Inadequate education, inconsistent regulations leave practitioners uncertain

Published: October 12, 2023
ASPCA photo
Dr. Rachel Touroo, senior director of veterinary forensics for the American Society for the Prevention of Cruelty to Animals, has worked animal cruelty investigations for more than a decade, including a 2014 cockfighting case in Queens, New York. She teaches a veterinary forensics elective at the University of Florida and advocates that veterinary schools in general do more to prepare students for animal abuse cases.

This is the second of two parts. Read part 1.

The owner who took her 30-pound beagle to a Delaware clinic told the veterinarian that a coffee table had collapsed on him. The dog recoiled and whimpered when touched.

The veterinary team gave the patient pain medication and took radiographs. When Lisa Smith, a veterinary technician, heard the X-rays showed rib fractures in various stages of healing — what she knew to be a hallmark of abuse — she suggested the veterinarian ask a little more about the accident.

The owner revealed that she hadn't witnessed the incident, saying the dog had been in the basement with her boyfriend when it happened. With the owner's permission, Smith and the veterinarian shaved the beagle and found severe bruising, hematomas and an abrasion near the ribs, some of which appeared to come from below and not above. The details were inconsistent with the story they'd been told.

A relative of the beagle's owner later told the veterinarian she was suspicious of the boyfriend and thought both the dog and the woman could be in danger.

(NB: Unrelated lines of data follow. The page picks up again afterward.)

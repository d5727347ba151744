// Single-candidate HTTP probing

use crate::TOOL_NAME;
use crate::error::{Result, ScanError};
use crate::result::ProbeOutcome;
use crate::store::ResultStore;
use reqwest::{Client, StatusCode};
use std::future::Future;
use std::time::Duration;
use tracing::debug;
use url::Url;

pub const DEFAULT_TIMEOUT: Duration = Duration::from_secs(8);
const MAX_REDIRECTS: usize = 10;

/// Called once for every newly recorded hit with the URL and status.
pub type HitCallback = std::sync::Arc<dyn Fn(&str, u16) + Send + Sync>;

/// One request against one URL, classified.
///
/// Implementations must absorb every transport failure into
/// [`ProbeOutcome::Error`]; nothing here is allowed to fail the scan.
pub trait Probe: Send + Sync + 'static {
    fn probe(&self, url: Url) -> impl Future<Output = ProbeOutcome> + Send;
}

/// GET prober backed by a shared reqwest client (one cookie session for the
/// whole scan).
#[derive(Clone)]
pub struct HttpProbe {
    client: Client,
}

impl HttpProbe {
    pub fn new() -> Result<Self> {
        Self::with_timeout(DEFAULT_TIMEOUT)
    }

    pub fn with_timeout(timeout: Duration) -> Result<Self> {
        let client = Client::builder()
            .user_agent(format!("{}-Scanner", TOOL_NAME))
            .timeout(timeout)
            .cookie_store(true)
            .pool_idle_timeout(Duration::from_secs(90))
            .redirect(reqwest::redirect::Policy::limited(MAX_REDIRECTS))
            .build()?;

        Ok(Self { client })
    }
}

impl Probe for HttpProbe {
    fn probe(&self, url: Url) -> impl Future<Output = ProbeOutcome> + Send {
        async move {
            let url_str = url.to_string();
            match self.client.get(url).send().await {
                Ok(response) if response.status() == StatusCode::OK => ProbeOutcome::Hit {
                    url: url_str,
                    status_code: StatusCode::OK.as_u16(),
                },
                Ok(response) => ProbeOutcome::Miss {
                    url: url_str,
                    status_code: response.status().as_u16(),
                },
                Err(e) => ProbeOutcome::Error {
                    url: url_str,
                    reason: e.to_string(),
                },
            }
        }
    }
}

/// Join a candidate onto the base as a directory: surrounding slashes are
/// stripped and exactly one trailing slash is appended.
pub fn build_probe_url(base: &Url, candidate: &str) -> Result<Url> {
    let segment = format!("{}/", candidate.trim_matches('/'));
    base.join(&segment)
        .map_err(|e| ScanError::InvalidUrl(format!("Cannot join '{}' onto {}: {}", candidate, base, e)))
}

/// Run one candidate end to end: build the URL, probe it, record a hit,
/// then hold the slot for `delay` whatever the outcome.
///
/// A 200 for a URL the store already holds comes back as
/// [`ProbeOutcome::Duplicate`] and does not fire `on_hit`.
pub async fn execute_probe<P: Probe>(
    probe: &P,
    base: &Url,
    candidate: &str,
    store: &ResultStore,
    on_hit: Option<&HitCallback>,
    delay: Duration,
) -> ProbeOutcome {
    let outcome = match build_probe_url(base, candidate) {
        Ok(url) => probe.probe(url).await,
        Err(e) => ProbeOutcome::Error {
            url: candidate.to_string(),
            reason: e.to_string(),
        },
    };

    let outcome = match outcome {
        ProbeOutcome::Hit { url, status_code } => {
            if store.append(&url).await {
                if let Some(callback) = on_hit {
                    callback(&url, status_code);
                }
                ProbeOutcome::Hit { url, status_code }
            } else {
                debug!("Already recorded {}", url);
                ProbeOutcome::Duplicate { url, status_code }
            }
        }
        ProbeOutcome::Miss { url, status_code } => {
            debug!("Miss {} ({})", url, status_code);
            ProbeOutcome::Miss { url, status_code }
        }
        ProbeOutcome::Error { url, reason } => {
            debug!("Probe error for {}: {}", url, reason);
            ProbeOutcome::Error { url, reason }
        }
        other => other,
    };

    if !delay.is_zero() {
        tokio::time::sleep(delay).await;
    }

    outcome
}
// Writes scan snapshots to disk as JSON and plain text

use crate::error::{CoreError, Result};
use serde::Serialize;
use serde_json::ser::PrettyFormatter;
use std::fs;
use std::path::{Path, PathBuf};
use url::Url;
use vesstor_scanner::{ResultSnapshot, TOOL_NAME};

/// Where a snapshot for one target ends up.
#[derive(Debug, Clone, PartialEq, Eq)]
pub struct SavedPaths {
    pub json: PathBuf,
    pub text: PathBuf,
}

#[derive(Debug, Clone)]
pub struct ResultWriter {
    output_dir: PathBuf,
}

impl ResultWriter {
    pub fn new(output_dir: impl Into<PathBuf>) -> Self {
        Self {
            output_dir: output_dir.into(),
        }
    }

    pub fn output_dir(&self) -> &Path {
        &self.output_dir
    }

    pub fn paths_for(&self, target: &Url) -> SavedPaths {
        let stem = file_stem(target);
        SavedPaths {
            json: self.output_dir.join(format!("{}.json", stem)),
            text: self.output_dir.join(format!("{}.txt", stem)),
        }
    }

    /// Write both artifacts, replacing any previous output for the same host.
    pub fn write(&self, snapshot: &ResultSnapshot) -> Result<SavedPaths> {
        let target = Url::parse(&snapshot.target).map_err(|e| {
            CoreError::InvalidTarget(snapshot.target.clone(), e.to_string())
        })?;
        let paths = self.paths_for(&target);

        fs::create_dir_all(&self.output_dir).map_err(|source| CoreError::Persist {
            path: self.output_dir.clone(),
            source,
        })?;

        let mut json = Vec::new();
        let mut serializer =
            serde_json::Serializer::with_formatter(&mut json, PrettyFormatter::with_indent(b"    "));
        snapshot.serialize(&mut serializer)?;
        fs::write(&paths.json, json).map_err(|source| CoreError::Persist {
            path: paths.json.clone(),
            source,
        })?;

        let text: String = snapshot
            .results
            .iter()
            .map(|url| format!("{}\n", url))
            .collect();
        fs::write(&paths.text, text).map_err(|source| CoreError::Persist {
            path: paths.text.clone(),
            source,
        })?;

        Ok(paths)
    }

    /// Read a JSON artifact back.
    pub fn load(path: &Path) -> Result<ResultSnapshot> {
        let content = fs::read_to_string(path).map_err(|source| CoreError::Persist {
            path: path.to_path_buf(),
            source,
        })?;
        Ok(serde_json::from_str(&content)?)
    }
}

/// `VesstoR_<host>`, with `:<port>` appended when the target names a
/// non-default port.
pub fn file_stem(target: &Url) -> String {
    let host = target.host_str().unwrap_or("unknown");
    match target.port() {
        Some(port) => format!("{}_{}:{}", TOOL_NAME, host, port),
        None => format!("{}_{}", TOOL_NAME, host),
    }
}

The veterinarian reported her suspicions to the state Office of Animal Welfare and took photos of the patient for evidence. Smith doesn't know how the situation resolved other than that the dog was rehomed. The case happened a few years ago but it sticks in Smith's mind because it highlighted what she knew: that animal abuse often goes hand in hand with interpersonal violence.

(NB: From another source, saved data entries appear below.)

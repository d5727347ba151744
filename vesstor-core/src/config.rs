// Validated scan settings

use crate::error::{CoreError, Result};
use crate::wordlist::Mode;
use std::path::PathBuf;
use std::time::Duration;
use url::Url;

pub const DEFAULT_THREADS: usize = 10;
pub const DEFAULT_DELAY_SECS: f64 = 0.1;
pub const DEFAULT_TIMEOUT_SECS: u64 = 8;
pub const DEFAULT_OUTPUT_DIR: &str = "VesstoR_Results";

/// Everything a scan needs, checked before any request is made.
#[derive(Debug, Clone)]
pub struct ScanConfig {
    pub target: Url,
    pub mode: Mode,
    pub threads: usize,
    pub delay: Duration,
    pub timeout: Duration,
    pub output_dir: PathBuf,
    pub show_progress_bars: bool,
}

impl ScanConfig {
    pub fn new(target: &str, mode: Mode, threads: usize, delay_secs: f64) -> Result<Self> {
        let target = normalize_target(target)?;

        if threads == 0 {
            return Err(CoreError::InvalidConcurrency(threads));
        }
        let delay = Duration::try_from_secs_f64(delay_secs)
            .map_err(|_| CoreError::InvalidDelay(delay_secs))?;

        Ok(Self {
            target,
            mode,
            threads,
            delay,
            timeout: Duration::from_secs(DEFAULT_TIMEOUT_SECS),
            output_dir: PathBuf::from(DEFAULT_OUTPUT_DIR),
            show_progress_bars: true,
        })
    }

    pub fn with_timeout(mut self, timeout: Duration) -> Self {
        self.timeout = timeout;
        self
    }

    pub fn with_output_dir(mut self, output_dir: impl Into<PathBuf>) -> Self {
        self.output_dir = output_dir.into();
        self
    }

    pub fn with_progress_bars(mut self, show: bool) -> Self {
        self.show_progress_bars = show;
        self
    }
}

/// Parse a target, defaulting to plain HTTP when no scheme is given.
pub fn normalize_target(raw: &str) -> Result<Url> {
    let raw = raw.trim();
    if raw.is_empty() {
        return Err(CoreError::InvalidTarget(raw.to_string(), "empty".to_string()));
    }

    let candidate = if raw.contains("://") {
        raw.to_string()
    } else {
        format!("http://{}", raw)
    };

    let url = Url::parse(&candidate)
        .map_err(|e| CoreError::InvalidTarget(raw.to_string(), e.to_string()))?;

    if !matches!(url.scheme(), "http" | "https") {
        return Err(CoreError::InvalidTarget(
            raw.to_string(),
            format!("unsupported scheme '{}'", url.scheme()),
        ));
    }
    if url.host_str().is_none_or(str::is_empty) {
        return Err(CoreError::InvalidTarget(raw.to_string(), "missing host".to_string()));
    }

    Ok(url)
}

That a technician zeroed in on a red flag initially overlooked by a veterinarian is not surprising in this case. Despite the steady growth of the veterinary forensics field, many practitioners say they've had little to no training in how to spot abuse. Smith, however, has a master's in veterinary forensic sciences from the University of Florida College of Veterinary Medicine and is trained to keep an eye out for signs of non-accidental injury.

In brief

Veterinary forensics unites veterinary medicine and crime detection techniques to identify and aid in investigating possible misdeeds against animals. Abuse can take many forms. Animals may be hoarded, used for fighting (dogs and roosters) or irresponsibly bred (such as in puppy mills). Owners may fail to provide proper nourishment, shelter or medical treatment. Individuals may intentionally abuse animals by shooting them or otherwise wounding them using projectiles; strike them, causing blunt-force trauma; or drown, suffocate or burn them.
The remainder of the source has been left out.